Over the two years of monitoring changes in lobate lac scale populations on infested plants, individual host susceptibility appeared to be the primary factor regulating population level once the infestation was initiated. Percentage viable adults and reproductive success was not affected by infestation level. Scale populations on some hosts fluctuated rapidly, with populations either building up or crashing. Other plants had only low infestation levels or remained uninfested even though they have been reported as hosts for the scale and were located near infested plants. Seven plants evaluated in our study were listed as highly susceptible to lobate lac scale (Howard et al. 2004), and we found heavy infestations on three, i.e., black olive, buttonwood, and carambola. The other four plants (mango, strangler fig, Indian laurel, and lychee) had either no or low infestations. A number of plants included in our study also were evaluated by Pemberton (2003b) and, of the highly susceptible plants that were listed by Howard et al. (2004) and that were included in both studies, there was a heavy infestation on carambola and moderate infestations on black olive, lychee, and mango. Among the remaining plants, sugar apple had a moderate infestation and atemoya, suriname cherry, and allspice had low infestations in both studies; while soursop had a lower infestation level and sapodilla had a higher infestation level in our study. Thus, there may be varietal differences among potential hosts that will further influence host susceptibility.
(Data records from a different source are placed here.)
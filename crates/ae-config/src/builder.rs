//! Compiles configuration into immutable actions

use crate::error::{ConfigError, ConfigResult};
use crate::model::{ActionConfig, AutomationConfig, ErrorConditionConfig};
use crate::provider::ProviderBuilder;
use crate::registry::ActionRegistry;
use ae_action::{duplicate_alias, Action, Automation, ErrorCondition};
use std::sync::Arc;
use tracing::{debug, trace};

/// Builds actions through an [`ActionRegistry`]
#[derive(Debug, Clone, Default)]
pub struct ActionBuilder {
    registry: ActionRegistry,
    providers: ProviderBuilder,
}

impl ActionBuilder {
    pub fn new(registry: ActionRegistry) -> Self {
        Self {
            registry,
            providers: ProviderBuilder::new(),
        }
    }

    pub fn registry(&self) -> &ActionRegistry {
        &self.registry
    }

    pub fn providers(&self) -> &ProviderBuilder {
        &self.providers
    }

    pub fn build_automation(&self, config: &AutomationConfig) -> ConfigResult<Automation> {
        debug!(automation = %config.name, "Building automation");
        let actions = self.build_all(&config.actions)?;
        Ok(Automation::new(&config.name, actions))
    }

    /// Build sibling actions, rejecting duplicate aliases
    pub fn build_all(&self, configs: &[ActionConfig]) -> ConfigResult<Vec<Arc<Action>>> {
        let actions = configs
            .iter()
            .map(|config| self.build(config))
            .collect::<ConfigResult<Vec<_>>>()?;

        if let Some(alias) = duplicate_alias(&actions) {
            return Err(ConfigError::DuplicateAlias {
                alias: alias.to_string(),
            });
        }
        Ok(actions)
    }

    pub fn build(&self, config: &ActionConfig) -> ConfigResult<Arc<Action>> {
        if config.alias.trim().is_empty() {
            return Err(ConfigError::invalid(
                format!("{}.alias", config.action_type),
                "alias must not be empty",
            ));
        }
        trace!(alias = %config.alias, action_type = %config.action_type, "Building action");

        let kind = self.registry.build_kind(config, self)?;
        let mut action = Action::new(config.display_name(), &config.alias, kind)
            .with_asynchronous(config.asynchronous);

        if let Some(description) = &config.description {
            action = action.with_description(description);
        }
        if let Some(condition) = &config.run_condition {
            action = action.with_run_condition(self.providers.condition(condition)?);
        }
        for condition in &config.before_run_error_conditions {
            action = action.with_before_run_error_condition(self.error_condition(condition)?);
        }
        for condition in &config.after_run_error_conditions {
            action = action.with_after_run_error_condition(self.error_condition(condition)?);
        }
        if !config.error_actions.is_empty() {
            action = action.with_error_actions(self.build_all(&config.error_actions)?);
        }

        Ok(Arc::new(action))
    }

    fn error_condition(&self, config: &ErrorConditionConfig) -> ConfigResult<ErrorCondition> {
        Ok(ErrorCondition::new(
            self.providers.condition(&config.condition)?,
            self.providers.configured_error(&config.error)?,
        ))
    }
}
//! Action Engine
//!
//! This crate executes trees of configured actions against a shared
//! [`AutomationData`] context. Each action runs through a lifecycle driven by
//! the [`ActionRunner`]: run condition, before-run error conditions, the
//! action's own logic, after-run error conditions, and error interception
//! with the action's error-handling actions.
//!
//! # Action Types
//!
//! - Group (sequential or parallel children)
//! - Iterate (nested actions once per list item)
//! - Raise error
//! - Set variable
//! - External actions implemented through [`ActionHandler`]
//!
//! # Key Types
//!
//! - [`Action`] - Immutable action configuration
//! - [`ActionRunner`] - Drives the lifecycle of one action execution
//! - [`Automation`] - A named list of top-level actions
//!
//! [`AutomationData`]: ae_core::AutomationData

pub mod action;
pub mod automation;
pub mod group;
pub mod iterate;
pub mod raise_error;
pub mod runner;
pub mod set_variable;

pub use action::{
    action_types, duplicate_alias, Action, ActionHandler, ActionKind, ErrorCondition,
    HandlerError,
};
pub use automation::{Automation, AutomationOutcome};
pub use group::GroupAction;
pub use iterate::{IterateAction, IterationRange};
pub use raise_error::RaiseErrorAction;
pub use runner::ActionRunner;
pub use set_variable::SetVariableAction;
The recent invasion of this insect into the study site presented a unique opportunity to follow the spatio-temporal dynamics of the invasion by what was, at that time, a new pest to the area. The most dynamic changes within the experimental area throughout the study occurred in the area of the initial infestation. Comparisons over time found that the population decreased by the 2nd and 3rd samplings, but then increased by the 4th and 5th samplings. Since scales primarily infest twigs and small branches <2 cm diam (Howard et al. 2004), the hurricane activity in Aug-September 2004 may have resulted in a flush of new growth on trees that were susceptible to scale infestations resulting in an increase in feeding sites that promoted scale population growth. Additional studies are needed to determine growth parameters for lobate lac scale and to better understand the relationship between host susceptibility and population growth of this insect. Identification of host varieties that are resistant to lobate lac scale infestation would provide an important component for IPM approaches for this pest.